» Data records

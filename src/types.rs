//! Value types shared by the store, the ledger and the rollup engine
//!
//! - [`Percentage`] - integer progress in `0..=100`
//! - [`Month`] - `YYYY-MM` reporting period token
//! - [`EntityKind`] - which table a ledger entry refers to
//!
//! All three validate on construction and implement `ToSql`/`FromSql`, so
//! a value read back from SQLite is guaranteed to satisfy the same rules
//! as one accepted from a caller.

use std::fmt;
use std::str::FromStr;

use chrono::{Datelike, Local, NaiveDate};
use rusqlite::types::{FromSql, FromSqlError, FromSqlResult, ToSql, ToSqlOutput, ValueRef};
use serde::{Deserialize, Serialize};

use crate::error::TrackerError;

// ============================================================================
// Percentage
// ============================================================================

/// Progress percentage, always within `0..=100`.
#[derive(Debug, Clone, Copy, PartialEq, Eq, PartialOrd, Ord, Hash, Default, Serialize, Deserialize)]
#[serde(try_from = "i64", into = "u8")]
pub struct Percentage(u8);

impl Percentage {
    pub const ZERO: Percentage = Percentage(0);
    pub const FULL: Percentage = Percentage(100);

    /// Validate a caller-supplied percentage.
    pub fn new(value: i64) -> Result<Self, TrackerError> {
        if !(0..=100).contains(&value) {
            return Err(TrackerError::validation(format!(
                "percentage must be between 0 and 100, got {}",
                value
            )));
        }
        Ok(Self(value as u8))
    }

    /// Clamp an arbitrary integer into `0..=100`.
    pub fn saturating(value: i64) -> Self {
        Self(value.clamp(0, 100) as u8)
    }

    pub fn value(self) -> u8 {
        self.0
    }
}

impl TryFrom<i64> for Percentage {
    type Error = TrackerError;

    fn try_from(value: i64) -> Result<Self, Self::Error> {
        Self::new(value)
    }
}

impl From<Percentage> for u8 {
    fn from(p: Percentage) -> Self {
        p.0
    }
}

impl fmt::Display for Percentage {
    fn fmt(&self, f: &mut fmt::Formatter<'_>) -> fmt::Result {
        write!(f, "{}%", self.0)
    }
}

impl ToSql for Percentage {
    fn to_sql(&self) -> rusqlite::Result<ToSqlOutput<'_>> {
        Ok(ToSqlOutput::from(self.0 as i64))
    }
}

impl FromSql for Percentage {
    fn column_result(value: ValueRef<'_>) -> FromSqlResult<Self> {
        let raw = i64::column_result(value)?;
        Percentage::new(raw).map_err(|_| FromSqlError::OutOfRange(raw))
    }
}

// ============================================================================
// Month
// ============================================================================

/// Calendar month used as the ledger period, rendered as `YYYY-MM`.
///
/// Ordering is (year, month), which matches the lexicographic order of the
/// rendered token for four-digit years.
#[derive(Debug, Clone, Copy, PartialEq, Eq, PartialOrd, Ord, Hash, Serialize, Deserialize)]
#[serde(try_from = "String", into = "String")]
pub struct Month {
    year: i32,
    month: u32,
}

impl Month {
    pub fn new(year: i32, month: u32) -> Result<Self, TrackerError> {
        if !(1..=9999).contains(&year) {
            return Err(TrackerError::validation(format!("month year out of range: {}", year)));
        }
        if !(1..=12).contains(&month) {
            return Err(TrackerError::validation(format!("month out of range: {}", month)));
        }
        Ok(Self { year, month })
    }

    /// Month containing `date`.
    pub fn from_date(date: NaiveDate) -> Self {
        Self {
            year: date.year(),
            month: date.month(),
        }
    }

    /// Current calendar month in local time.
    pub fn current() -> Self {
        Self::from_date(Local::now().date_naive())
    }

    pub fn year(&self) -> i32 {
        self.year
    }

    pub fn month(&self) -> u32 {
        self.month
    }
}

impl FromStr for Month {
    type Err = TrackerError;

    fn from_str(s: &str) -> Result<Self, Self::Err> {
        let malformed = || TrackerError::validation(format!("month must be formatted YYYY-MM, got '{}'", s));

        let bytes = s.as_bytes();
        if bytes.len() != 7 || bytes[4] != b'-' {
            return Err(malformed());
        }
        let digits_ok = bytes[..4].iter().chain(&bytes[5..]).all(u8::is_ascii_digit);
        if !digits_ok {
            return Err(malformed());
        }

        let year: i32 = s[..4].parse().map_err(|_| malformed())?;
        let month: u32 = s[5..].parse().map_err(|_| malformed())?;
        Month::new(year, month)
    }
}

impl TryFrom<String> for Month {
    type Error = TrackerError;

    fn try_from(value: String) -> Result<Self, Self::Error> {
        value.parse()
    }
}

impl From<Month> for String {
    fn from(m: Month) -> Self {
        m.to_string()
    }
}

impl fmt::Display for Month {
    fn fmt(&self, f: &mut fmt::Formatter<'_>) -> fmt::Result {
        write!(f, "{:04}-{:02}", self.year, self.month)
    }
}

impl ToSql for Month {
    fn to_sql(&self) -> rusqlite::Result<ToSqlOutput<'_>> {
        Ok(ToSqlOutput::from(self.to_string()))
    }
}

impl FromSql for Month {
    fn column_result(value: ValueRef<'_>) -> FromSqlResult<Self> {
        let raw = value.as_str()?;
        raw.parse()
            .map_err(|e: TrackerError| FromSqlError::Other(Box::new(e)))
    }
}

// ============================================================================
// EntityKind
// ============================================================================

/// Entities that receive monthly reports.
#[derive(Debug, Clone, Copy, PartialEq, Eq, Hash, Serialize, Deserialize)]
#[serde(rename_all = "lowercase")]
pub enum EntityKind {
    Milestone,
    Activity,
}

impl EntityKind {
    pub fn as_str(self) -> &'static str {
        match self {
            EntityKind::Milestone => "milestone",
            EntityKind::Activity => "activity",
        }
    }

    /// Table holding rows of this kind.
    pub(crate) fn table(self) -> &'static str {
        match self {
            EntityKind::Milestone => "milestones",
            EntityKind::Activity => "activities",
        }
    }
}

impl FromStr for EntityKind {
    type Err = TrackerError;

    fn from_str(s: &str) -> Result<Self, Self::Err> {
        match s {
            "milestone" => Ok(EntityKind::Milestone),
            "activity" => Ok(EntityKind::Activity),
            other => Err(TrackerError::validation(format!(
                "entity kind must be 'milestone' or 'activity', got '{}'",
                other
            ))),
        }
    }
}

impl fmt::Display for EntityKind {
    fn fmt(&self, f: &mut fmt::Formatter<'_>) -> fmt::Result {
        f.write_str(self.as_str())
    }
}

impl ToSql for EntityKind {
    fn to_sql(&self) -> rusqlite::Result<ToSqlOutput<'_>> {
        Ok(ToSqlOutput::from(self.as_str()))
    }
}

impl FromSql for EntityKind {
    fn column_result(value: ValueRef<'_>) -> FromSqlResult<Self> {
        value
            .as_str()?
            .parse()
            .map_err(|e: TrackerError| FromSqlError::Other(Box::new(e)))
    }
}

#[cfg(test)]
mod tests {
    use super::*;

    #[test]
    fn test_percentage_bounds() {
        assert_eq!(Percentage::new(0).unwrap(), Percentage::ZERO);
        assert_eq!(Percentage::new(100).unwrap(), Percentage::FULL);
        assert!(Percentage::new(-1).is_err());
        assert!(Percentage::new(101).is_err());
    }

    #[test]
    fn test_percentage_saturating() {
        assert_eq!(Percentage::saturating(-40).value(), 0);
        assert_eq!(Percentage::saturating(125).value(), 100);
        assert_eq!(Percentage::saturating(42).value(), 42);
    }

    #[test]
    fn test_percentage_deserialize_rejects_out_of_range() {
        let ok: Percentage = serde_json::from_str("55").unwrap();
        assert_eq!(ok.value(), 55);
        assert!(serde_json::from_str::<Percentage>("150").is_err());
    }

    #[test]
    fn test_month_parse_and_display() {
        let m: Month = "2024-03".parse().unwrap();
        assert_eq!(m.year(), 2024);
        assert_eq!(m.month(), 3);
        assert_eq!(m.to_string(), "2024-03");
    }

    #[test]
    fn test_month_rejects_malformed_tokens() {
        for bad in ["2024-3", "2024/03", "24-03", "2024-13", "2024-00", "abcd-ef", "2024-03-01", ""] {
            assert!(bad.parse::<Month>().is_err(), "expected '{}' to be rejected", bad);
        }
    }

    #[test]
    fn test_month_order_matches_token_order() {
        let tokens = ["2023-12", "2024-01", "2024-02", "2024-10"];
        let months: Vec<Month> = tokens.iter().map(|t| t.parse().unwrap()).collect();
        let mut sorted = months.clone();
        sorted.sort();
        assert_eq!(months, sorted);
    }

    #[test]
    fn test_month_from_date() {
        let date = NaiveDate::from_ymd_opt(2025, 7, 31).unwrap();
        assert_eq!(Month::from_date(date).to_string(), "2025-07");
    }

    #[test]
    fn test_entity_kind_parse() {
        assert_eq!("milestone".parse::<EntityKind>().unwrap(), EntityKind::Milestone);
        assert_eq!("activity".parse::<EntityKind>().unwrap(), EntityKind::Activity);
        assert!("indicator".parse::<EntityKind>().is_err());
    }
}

» Task instructions
Find the word "FromStr" in the entries above, then copy each line that holds it.

» Exercise solution
use std::str::FromStr;
impl FromStr for Month {
impl FromStr for EntityKind {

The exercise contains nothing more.